Again, I don't believe any of this violence is justified, nor am I advocating for it. (I cannot stress that enough). My argument is that there are seemingly rational reasons to engage in violence in the moment. So, rather than scapegoating the mentally ill, maybe, just maybe, we should look to why it seemed like a rational decision for a mass shooter to kill a bunch of people. What was their motivation? What problem were they trying to solve? And why did excessive violence seem like a good way to solve the problem?
I believe this is a much better approach to any shooting or violence in general than the allowing an immediate pivot to mental illness as the causal factor.
My argument is that there are seemingly rational reasons to engage in violence in the moment. So, rather than scapegoating the mentally ill, maybe, just maybe, we should look to why it seemed like a rational decision for a mass shooter to kill a bunch of people. What was their motivation? What problem were they trying to solve? And why did excessive violence seem like a good way to solve the problem?
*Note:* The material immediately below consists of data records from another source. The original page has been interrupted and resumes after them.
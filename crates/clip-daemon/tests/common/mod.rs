#![allow(dead_code)]

use std::collections::VecDeque;
use std::sync::atomic::{AtomicBool, AtomicUsize, Ordering};
use std::sync::{Arc, Mutex};
use std::time::{Duration, Instant};

use async_trait::async_trait;
use clip_daemon::capability::{
    AvatarSource, ClipboardWriter, LinkResolver, LiveChannels, MediaPlayer, Notifier, Services,
};
use clip_daemon::error::{ApiError, ClipboardError, NotifyError, PlayerError, ResolveError};
use clip_daemon::menu::HeadlessMenu;
use clip_proto::protocol::{ChannelId, LiveStream};

pub fn live(id: &str, name: &str, game: &str) -> LiveStream {
    LiveStream::new(id, name, game, format!("{} stream", id))
}

/// Poll `cond` until it holds or `timeout` elapses.
pub async fn wait_until<F: Fn() -> bool>(timeout: Duration, cond: F) -> bool {
    let deadline = Instant::now() + timeout;
    while Instant::now() < deadline {
        if cond() {
            return true;
        }
        tokio::time::sleep(Duration::from_millis(10)).await;
    }
    cond()
}

// ── channels ──────────────────────────────────────────────────────────────────

/// Serves queued lists in order, then keeps returning the last one.
#[derive(Default)]
pub struct ScriptedChannels {
    queue: Mutex<VecDeque<Result<Vec<LiveStream>, String>>>,
    last: Mutex<Vec<LiveStream>>,
    calls: AtomicUsize,
}

impl ScriptedChannels {
    pub fn push(&self, streams: Vec<LiveStream>) {
        self.queue.lock().unwrap().push_back(Ok(streams));
    }

    pub fn push_error(&self, message: &str) {
        self.queue.lock().unwrap().push_back(Err(message.to_string()));
    }

    pub fn calls(&self) -> usize {
        self.calls.load(Ordering::SeqCst)
    }
}

#[async_trait]
impl LiveChannels for ScriptedChannels {
    async fn live_followed(&self) -> Result<Vec<LiveStream>, ApiError> {
        self.calls.fetch_add(1, Ordering::SeqCst);
        let next = self.queue.lock().unwrap().pop_front();
        match next {
            Some(Ok(streams)) => {
                *self.last.lock().unwrap() = streams.clone();
                Ok(streams)
            }
            Some(Err(message)) => Err(ApiError::Status {
                status: 500,
                body: message,
            }),
            None => Ok(self.last.lock().unwrap().clone()),
        }
    }
}

// ── avatars ───────────────────────────────────────────────────────────────────

#[derive(Default)]
pub struct StaticAvatars {
    pub requests: Mutex<Vec<ChannelId>>,
}

#[async_trait]
impl AvatarSource for StaticAvatars {
    async fn avatar(&self, id: &ChannelId) -> Result<Vec<u8>, ApiError> {
        self.requests.lock().unwrap().push(id.clone());
        Ok(vec![0x89, b'P', b'N', b'G'])
    }
}

// ── resolver ──────────────────────────────────────────────────────────────────

#[derive(Default)]
pub struct FakeResolver {
    pub fail: AtomicBool,
    pub calls: AtomicUsize,
    /// When set, `resolve` never returns (until cancelled by the caller).
    pub hang: AtomicBool,
}

impl FakeResolver {
    pub fn url_for(id: &ChannelId) -> String {
        format!("https://cdn.example/{}.m3u8", id)
    }
}

#[async_trait]
impl LinkResolver for FakeResolver {
    async fn resolve(&self, id: &ChannelId, _timeout: Duration) -> Result<String, ResolveError> {
        self.calls.fetch_add(1, Ordering::SeqCst);
        if self.hang.load(Ordering::SeqCst) {
            std::future::pending::<()>().await;
        }
        if self.fail.load(Ordering::SeqCst) {
            return Err(ResolveError::Failed {
                status: "exit status: 1".to_string(),
                stderr: "error: No playable streams found".to_string(),
            });
        }
        // Padded on purpose: the dispatcher trims.
        Ok(format!("  {}\n", Self::url_for(id)))
    }
}

// ── player ────────────────────────────────────────────────────────────────────

#[derive(Default)]
pub struct RecordingPlayer {
    pub launches: Mutex<Vec<(String, String)>>,
    pub fail: AtomicBool,
}

impl RecordingPlayer {
    pub fn launches(&self) -> Vec<(String, String)> {
        self.launches.lock().unwrap().clone()
    }
}

#[async_trait]
impl MediaPlayer for RecordingPlayer {
    fn name(&self) -> &str {
        "recorder"
    }

    async fn launch(&self, url: &str, title: &str) -> Result<(), PlayerError> {
        self.launches
            .lock()
            .unwrap()
            .push((url.to_string(), title.to_string()));
        if self.fail.load(Ordering::SeqCst) {
            return Err(PlayerError::Failed {
                player: "recorder".to_string(),
                status: "exit status: 2".to_string(),
                output: "cannot open display".to_string(),
            });
        }
        Ok(())
    }
}

// ── notifier ──────────────────────────────────────────────────────────────────

#[derive(Default)]
pub struct RecordingNotifier {
    pub sent: Mutex<Vec<(String, String, ChannelId)>>,
    pub fail: AtomicBool,
    pub closed: AtomicBool,
}

impl RecordingNotifier {
    pub fn sent(&self) -> Vec<(String, String, ChannelId)> {
        self.sent.lock().unwrap().clone()
    }

    pub fn count(&self) -> usize {
        self.sent.lock().unwrap().len()
    }
}

#[async_trait]
impl Notifier for RecordingNotifier {
    async fn notify(
        &self,
        display_name: &str,
        category: &str,
        id: &ChannelId,
    ) -> Result<(), NotifyError> {
        self.sent.lock().unwrap().push((
            display_name.to_string(),
            category.to_string(),
            id.clone(),
        ));
        if self.fail.load(Ordering::SeqCst) {
            return Err(NotifyError::Unsupported("test".to_string()));
        }
        Ok(())
    }

    async fn close(&self) -> Result<(), NotifyError> {
        self.closed.store(true, Ordering::SeqCst);
        Ok(())
    }
}

// ── clipboard ─────────────────────────────────────────────────────────────────

#[derive(Default)]
pub struct RecordingClipboard {
    pub writes: Mutex<Vec<String>>,
}

impl RecordingClipboard {
    pub fn writes(&self) -> Vec<String> {
        self.writes.lock().unwrap().clone()
    }
}

impl ClipboardWriter for RecordingClipboard {
    fn write(&self, text: &str) -> Result<(), ClipboardError> {
        self.writes.lock().unwrap().push(text.to_string());
        Ok(())
    }
}

// ── wiring ────────────────────────────────────────────────────────────────────

/// Every fake, kept so tests can inspect what the core did.
#[derive(Clone)]
pub struct Fakes {
    pub channels: Arc<ScriptedChannels>,
    pub avatars: Arc<StaticAvatars>,
    pub resolver: Arc<FakeResolver>,
    pub player: Arc<RecordingPlayer>,
    pub notifier: Arc<RecordingNotifier>,
    pub clipboard: Arc<RecordingClipboard>,
    pub menu: HeadlessMenu,
}

impl Fakes {
    pub fn new() -> Self {
        Self {
            channels: Arc::new(ScriptedChannels::default()),
            avatars: Arc::new(StaticAvatars::default()),
            resolver: Arc::new(FakeResolver::default()),
            player: Arc::new(RecordingPlayer::default()),
            notifier: Arc::new(RecordingNotifier::default()),
            clipboard: Arc::new(RecordingClipboard::default()),
            menu: HeadlessMenu::new(),
        }
    }

    pub fn services(&self) -> Services {
        Services {
            channels: self.channels.clone(),
            avatars: self.avatars.clone(),
            resolver: self.resolver.clone(),
            player: self.player.clone(),
            notifier: self.notifier.clone(),
            clipboard: self.clipboard.clone(),
            menu: Arc::new(self.menu.clone()),
        }
    }
}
You are describing how therapy works. Mental health care addresses the problem this exact way
Therapy teaches you to identify and ignore these issues and urges, like a good little capitalist drone. It does nothing to address the actual underlying societal causes.
Can you point to any time in history where there weren't serious societal issues occurring? Somehow people managed not to go on shooting sprees up until about 30 years ago.
What's false? You found an instance of one shooting that happened in the '60s and that proves what exactly? We had more mass shootings than that this year by the second day of January.